Below is a set of entries. Reproduce exactly the lines from the one containing "pub fn is_empty(&self)" through the end, both included.

> _Data_
──────────────────────────────
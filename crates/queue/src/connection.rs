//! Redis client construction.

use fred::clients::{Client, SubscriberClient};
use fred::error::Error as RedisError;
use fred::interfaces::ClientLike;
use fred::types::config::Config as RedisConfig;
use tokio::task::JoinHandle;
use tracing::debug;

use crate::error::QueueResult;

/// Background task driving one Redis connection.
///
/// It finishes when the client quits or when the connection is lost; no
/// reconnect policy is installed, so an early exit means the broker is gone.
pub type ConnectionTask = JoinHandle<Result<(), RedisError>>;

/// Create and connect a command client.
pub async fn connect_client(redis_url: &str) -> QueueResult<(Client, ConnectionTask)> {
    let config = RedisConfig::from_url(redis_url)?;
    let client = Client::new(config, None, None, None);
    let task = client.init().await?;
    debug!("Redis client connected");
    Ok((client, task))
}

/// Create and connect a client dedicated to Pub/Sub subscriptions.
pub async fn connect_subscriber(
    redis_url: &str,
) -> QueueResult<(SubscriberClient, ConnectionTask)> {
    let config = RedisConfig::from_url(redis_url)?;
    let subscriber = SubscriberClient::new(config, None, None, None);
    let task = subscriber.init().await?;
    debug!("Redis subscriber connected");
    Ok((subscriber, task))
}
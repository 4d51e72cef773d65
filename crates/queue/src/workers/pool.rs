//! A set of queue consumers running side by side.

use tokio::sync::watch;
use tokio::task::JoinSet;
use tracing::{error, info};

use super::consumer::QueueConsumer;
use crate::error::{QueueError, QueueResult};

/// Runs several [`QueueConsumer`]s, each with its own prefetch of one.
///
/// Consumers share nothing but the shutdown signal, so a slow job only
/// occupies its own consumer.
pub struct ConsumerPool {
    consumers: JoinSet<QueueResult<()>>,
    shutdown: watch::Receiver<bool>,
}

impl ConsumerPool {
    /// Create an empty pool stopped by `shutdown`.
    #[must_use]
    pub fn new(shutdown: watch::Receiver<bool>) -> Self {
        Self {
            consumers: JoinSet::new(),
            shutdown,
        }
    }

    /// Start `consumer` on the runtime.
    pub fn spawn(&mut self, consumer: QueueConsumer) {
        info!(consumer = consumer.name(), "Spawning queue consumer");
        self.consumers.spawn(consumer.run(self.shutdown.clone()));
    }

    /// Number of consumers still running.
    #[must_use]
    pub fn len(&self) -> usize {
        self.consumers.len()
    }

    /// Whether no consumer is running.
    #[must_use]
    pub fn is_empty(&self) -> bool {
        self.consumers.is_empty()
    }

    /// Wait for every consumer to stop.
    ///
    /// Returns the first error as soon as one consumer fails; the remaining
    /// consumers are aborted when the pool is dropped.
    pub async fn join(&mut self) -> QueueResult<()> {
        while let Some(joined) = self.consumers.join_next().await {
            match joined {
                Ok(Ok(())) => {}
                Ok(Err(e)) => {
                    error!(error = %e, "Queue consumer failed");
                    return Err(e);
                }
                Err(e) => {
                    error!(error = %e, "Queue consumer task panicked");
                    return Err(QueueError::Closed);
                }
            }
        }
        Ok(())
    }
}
──────────────────────────────
> _Written response_
    pub fn is_empty(&self) -> bool {
        self.consumers.is_empty()
    }

    /// Wait for every consumer to stop.
    ///
    /// Returns the first error as soon as one consumer fails; the remaining
    /// consumers are aborted when the pool is dropped.
    pub async fn join(&mut self) -> QueueResult<()> {
        while let Some(joined) = self.consumers.join_next().await {
            match joined {
                Ok(Ok(())) => {}
                Ok(Err(e)) => {
                    error!(error = %e, "Queue consumer failed");
                    return Err(e);
                }
                Err(e) => {
                    error!(error = %e, "Queue consumer task panicked");
                    return Err(QueueError::Closed);
                }
            }
        }
        Ok(())
    }
}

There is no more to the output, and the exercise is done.